Google and its five biggest competitors – Alphabet, Apple, Amazon, Facebook and Microsoft – control almost everything crucial to the present and future of consumer tech. Smartphones, laptops, app distribution, voice assistants and AI, streaming music and video, cloud computing, online shopping, advertising – it’s all running through these companies.
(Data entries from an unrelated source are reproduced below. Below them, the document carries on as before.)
//! Home Assistant REST API client
//!
//! Service calls for executed actions, plus the state and config reads the
//! entity inventory needs.

use std::time::Duration;

use anyhow::{anyhow, Context, Result};
use async_trait::async_trait;
use reqwest::{Client, StatusCode};
use serde::{de::DeserializeOwned, Deserialize, Serialize};
use serde_json::Value;

use crate::config::RuntimeContext;
use crate::scheduler::ControlPlane;

/// Home Assistant REST API client
pub struct HassClient {
    client: Client,
    base_url: String,
    token: String,
}

impl HassClient {
    pub fn new(server: &str, token: &str, timeout: Duration, insecure: bool) -> Result<Self> {
        let mut builder = Client::builder()
            .timeout(timeout)
            .user_agent(format!("pplx-assist/{}", env!("CARGO_PKG_VERSION")));

        if insecure {
            builder = builder.danger_accept_invalid_certs(true);
        }

        let client = builder.build().context("building HTTP client")?;

        Ok(Self {
            client,
            base_url: server.trim_end_matches('/').to_string(),
            token: token.to_string(),
        })
    }

    /// Create a client from runtime context
    pub fn from_context(ctx: &RuntimeContext) -> Result<Self> {
        Self::new(
            ctx.server_url()?,
            ctx.token()?,
            Duration::from_secs(ctx.timeout()),
            ctx.insecure(),
        )
    }

    async fn get<T: DeserializeOwned>(&self, path: &str) -> Result<T> {
        let url = format!("{}/api{}", self.base_url, path);
        log::debug!("GET {}", url);

        let response = self
            .client
            .get(&url)
            .bearer_auth(&self.token)
            .send()
            .await
            .with_context(|| format!("request to {url}"))?;

        self.handle_response(response).await
    }

    async fn post<T: DeserializeOwned>(&self, path: &str, body: &Value) -> Result<T> {
        let url = format!("{}/api{}", self.base_url, path);
        log::debug!("POST {} {}", url, body);

        let response = self
            .client
            .post(&url)
            .bearer_auth(&self.token)
            .json(body)
            .send()
            .await
            .with_context(|| format!("request to {url}"))?;

        self.handle_response(response).await
    }

    async fn handle_response<T: DeserializeOwned>(&self, response: reqwest::Response) -> Result<T> {
        let status = response.status();
        let url = response.url().to_string();

        if !status.is_success() {
            let error_text = response.text().await.unwrap_or_default();
            return Err(status_to_error(status, &url, &error_text));
        }

        response
            .json()
            .await
            .with_context(|| format!("parsing response from {url}"))
    }

    /// Core configuration, including the home location
    pub async fn get_config(&self) -> Result<HassConfig> {
        self.get("/config").await
    }

    pub async fn get_states(&self) -> Result<Vec<EntityState>> {
        self.get("/states").await
    }
}

#[async_trait]
impl ControlPlane for HassClient {
    async fn call_service(&self, domain: &str, service: &str, data: &Value) -> Result<()> {
        let _changed: Value = self
            .post(&format!("/services/{domain}/{service}"), data)
            .await?;
        Ok(())
    }
}

fn status_to_error(status: StatusCode, url: &str, body: &str) -> anyhow::Error {
    let hint = match status {
        StatusCode::UNAUTHORIZED => "Check your authentication token (HASS_TOKEN or --token)",
        StatusCode::FORBIDDEN => "Your token may not have sufficient permissions",
        StatusCode::NOT_FOUND => "Unknown service or entity",
        StatusCode::SERVICE_UNAVAILABLE => "Home Assistant may be starting up or restarting",
        StatusCode::BAD_REQUEST => "Invalid service data",
        _ => "",
    };

    let msg = if body.is_empty() {
        format!("HTTP {status} from {url}")
    } else {
        format!("HTTP {status} from {url}: {body}")
    };

    if hint.is_empty() {
        anyhow!(msg)
    } else {
        anyhow!("{msg}\nHint: {hint}")
    }
}

// --- API Types ---

#[derive(Debug, Clone, Serialize, Deserialize)]
pub struct HassConfig {
    #[serde(default)]
    pub latitude: Option<f64>,
    #[serde(default)]
    pub longitude: Option<f64>,
    #[serde(default)]
    pub country: Option<String>,
}

#[derive(Debug, Clone, Serialize, Deserialize)]
pub struct EntityState {
    pub entity_id: String,
    pub state: String,
    #[serde(default)]
    pub attributes: Value,
}

impl EntityState {
    pub fn domain(&self) -> &str {
        self.entity_id.split('.').next().unwrap_or_default()
    }

    /// Friendly name, else the object id with underscores as spaces
    pub fn name(&self) -> String {
        if let Some(name) = self.attributes.get("friendly_name").and_then(Value::as_str) {
            return name.to_string();
        }
        self.entity_id
            .split_once('.')
            .map(|(_, object_id)| object_id.replace('_', " "))
            .unwrap_or_else(|| self.entity_id.clone())
    }
}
Make Money with Google Colab
Two years ago, Google gifted machine learning developers with a free tool called Colab to access the company’s GPU and TPU resources, giving them the ability to execute their code on Google’s cloud infrastructure. It was a great way to give beginners and mid-level practitioners a chance to work with the hardware they need without having to pay for it.
Since then, Colab has grown to become the de facto digital breadboard for demos in the AI research community. And it has a huge number of paid users – some of whom have spent thousands of dollars to use its service.
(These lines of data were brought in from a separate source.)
//! pplx-assist - Perplexity-backed conversation agent for Home Assistant
//!
//! Turns natural-language requests into a spoken reply plus Home Assistant
//! service calls, some of which may be scheduled for later.

mod action;
mod agent;
mod ai_task;
mod api;
mod backend;
mod chat_log;
mod cli;
mod commands;
mod config;
mod conversation;
mod diagnostics;
mod error;
mod inventory;
mod output;
mod parser;
mod prompt;
mod scheduler;
mod setup;
mod websocket;

use std::io::{self, Write};
use std::process::ExitCode;

use anyhow::Result;
use clap::Parser;

use crate::cli::{Cli, Command};
use crate::config::RuntimeContext;

fn main() -> ExitCode {
    match try_main() {
        Ok(()) => ExitCode::SUCCESS,
        Err(err) => {
            let _ = writeln!(io::stderr(), "Error: {err:#}");
            ExitCode::from(1)
        }
    }
}

fn try_main() -> Result<()> {
    let cli = Cli::parse();
    let ctx = RuntimeContext::new(&cli.global)?;
    ctx.init_logging()?;

    log::debug!("Config loaded from: {:?}", ctx.config_path());

    let runtime = tokio::runtime::Builder::new_current_thread()
        .enable_all()
        .build()?;

    runtime.block_on(run_command(&ctx, cli.command))
}

async fn run_command(ctx: &RuntimeContext, command: Command) -> Result<()> {
    match command {
        Command::Ask(cmd) => commands::ask::run(ctx, cmd).await,
        Command::Chat(cmd) => commands::chat::run(ctx, cmd).await,
        Command::Task(cmd) => commands::task::run(ctx, cmd).await,
        Command::Check => commands::check::run(ctx).await,
        Command::Agents => commands::agents::run(ctx),
        Command::Diagnostics => commands::diagnostics::run(ctx),
        Command::Config { command } => commands::config::run(ctx, command),
        Command::Completions { shell } => commands::completions::run(shell),
    }
}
Paid plans for Colab offer more CPUs and TPUs, faster GPUs, access to higher memory machines, terminal access to a connected virtual machine, and more. They are available in three tiers, with the free version offering a limited 12 hours of CPU and TPU time per month.
If you’re a new user, the free plan gives you 12 hours of access to a GPU with an Intel Xeon CPU at 2.20 GHz, 13 GB RAM, and a cloud TPU with 180 teraflops of computational power. The Pro and Pro+ plans also let you commission additional CPUs, TPUs and GPUs for up to 24 hours a month.
What’s more, Google Colab comes with multiple pre-installed libraries for a variety of ML-oriented languages. These include NumPy, Pandas, Matplotlib and TensorFlow. Click here to grasp additional details visit make money with google colab
The paid plans also allow you to set a quota on how many compute units you want to consume before the limit resets. Once you’ve exhausted your quota, the plan automatically reverts to the free tier limits.
How to use Colab with Google Drive
All of your Google Colab notebooks are stored in your Google Drive account, just like your Google Docs and Sheets files. You can then easily share them with other people and edit them if you wish.
When you have a lot of data in your Colab notebook, you’ll want to be able to save it somewhere that doesn’t clutter up your local drive space. One way to do that is by mounting external Python files.
Fortunately, Google Colab makes this fairly easy to do. Just add a code cell to your notebook, and it will give you the option to mount your local Python files or any file stored on Google Drive.
You can then view these files in the same window or resize them using the Files tab. You can also view the files in a separate browser window and share them as a link.
It’s a great way to work with large data sets and to collaborate with others. But if you’re more comfortable working with your own files and don’t need a lot of storage space, you may be better off sticking with the plain Jupyter notebook.